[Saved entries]
+---+

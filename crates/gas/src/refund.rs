//! Refund cap and leftover gas.

/// Gas actually refunded: the refund counter, capped at `gas_used / refund_quotient`.
///
/// # Panics
///
/// Panics if `refund_quotient` is zero. The quotient is a protocol constant; zero means
/// the chain configuration is broken.
#[inline]
pub fn gas_to_refund(refund_counter: u64, gas_used: u64, refund_quotient: u64) -> u64 {
    if refund_quotient == 0 {
        panic!("refund quotient must not be zero");
    }
    refund_counter.min(gas_used / refund_quotient)
}

/// Gas returned to the sender after execution: unspent gas plus the capped refund.
///
/// # Panics
///
/// Panics if `gas_used` exceeds `gas_limit`, which would mean negative gas consumption,
/// or if `refund_quotient` is zero.
pub fn leftover_gas(gas_limit: u64, gas_used: u64, refund_counter: u64, refund_quotient: u64) -> u64 {
    let Some(remaining) = gas_limit.checked_sub(gas_used) else {
        panic!("gas used {gas_used} exceeds gas limit {gas_limit}");
    };
    remaining + gas_to_refund(refund_counter, gas_used, refund_quotient)
}

#[cfg(test)]
mod tests {
    use super::*;
    use rstest::rstest;

    #[rstest]
    #[case::capped_by_counter(10, 11, 1, 10)]
    #[case::capped_by_gas_used(10, 5, 1, 5)]
    #[case::london_quotient(30_000, 100_000, 5, 20_000)]
    #[case::pre_london_quotient(30_000, 50_000, 2, 25_000)]
    #[case::nothing_to_refund(0, 50_000, 5, 0)]
    fn refund_cap(
        #[case] refund_counter: u64,
        #[case] gas_used: u64,
        #[case] quotient: u64,
        #[case] expected: u64,
    ) {
        assert_eq!(gas_to_refund(refund_counter, gas_used, quotient), expected);
    }

    #[test]
    #[should_panic(expected = "refund quotient must not be zero")]
    fn zero_quotient_aborts() {
        gas_to_refund(10, 10, 0);
    }

    #[test]
    fn leftover_includes_refund() {
        assert_eq!(leftover_gas(100_000, 60_000, 20_000, 5), 40_000 + 12_000);
        assert_eq!(leftover_gas(21_000, 21_000, 0, 5), 0);
    }

    #[test]
    #[should_panic(expected = "exceeds gas limit")]
    fn negative_consumption_aborts() {
        leftover_gas(10, 11, 0, 5);
    }
}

+---+

## WORK ITEM
The entries above must be retyped exactly, down to the last character.

## WRITTEN SOLUTION
filename crates/gas/src/refund.rs
//! Refund cap and leftover gas.

/// Gas actually refunded: the refund counter, capped at `gas_used / refund_quotient`.
///
/// # Panics
///
/// Panics if `refund_quotient` is zero. The quotient is a protocol constant; zero means
/// the chain configuration is broken.
#[inline]
pub fn gas_to_refund(refund_counter: u64, gas_used: u64, refund_quotient: u64) -> u64 {
    if refund_quotient == 0 {
        panic!("refund quotient must not be zero");
    }
    refund_counter.min(gas_used / refund_quotient)
}

/// Gas returned to the sender after execution: unspent gas plus the capped refund.
///
/// # Panics
///
/// Panics if `gas_used` exceeds `gas_limit`, which would mean negative gas consumption,
/// or if `refund_quotient` is zero.
pub fn leftover_gas(gas_limit: u64, gas_used: u64, refund_counter: u64, refund_quotient: u64) -> u64 {
    let Some(remaining) = gas_limit.checked_sub(gas_used) else {
        panic!("gas used {gas_used} exceeds gas limit {gas_limit}");
    };
    remaining + gas_to_refund(refund_counter, gas_used, refund_quotient)
}

#[cfg(test)]
mod tests {
    use super::*;
    use rstest::rstest;

    #[rstest]
    #[case::capped_by_counter(10, 11, 1, 10)]
    #[case::capped_by_gas_used(10, 5, 1, 5)]
    #[case::london_quotient(30_000, 100_000, 5, 20_000)]
    #[case::pre_london_quotient(30_000, 50_000, 2, 25_000)]
    #[case::nothing_to_refund(0, 50_000, 5, 0)]
    fn refund_cap(
        #[case] refund_counter: u64,
        #[case] gas_used: u64,
        #[case] quotient: u64,
        #[case] expected: u64,
    ) {
        assert_eq!(gas_to_refund(refund_counter, gas_used, quotient), expected);
    }

    #[test]
    #[should_panic(expected = "refund quotient must not be zero")]
    fn zero_quotient_aborts() {
        gas_to_refund(10, 10, 0);
    }

    #[test]
    fn leftover_includes_refund() {
        assert_eq!(leftover_gas(100_000, 60_000, 20_000, 5), 40_000 + 12_000);
        assert_eq!(leftover_gas(21_000, 21_000, 0, 5), 0);
    }

    #[test]
    #[should_panic(expected = "exceeds gas limit")]
    fn negative_consumption_aborts() {
        leftover_gas(10, 11, 0, 5);
    }
}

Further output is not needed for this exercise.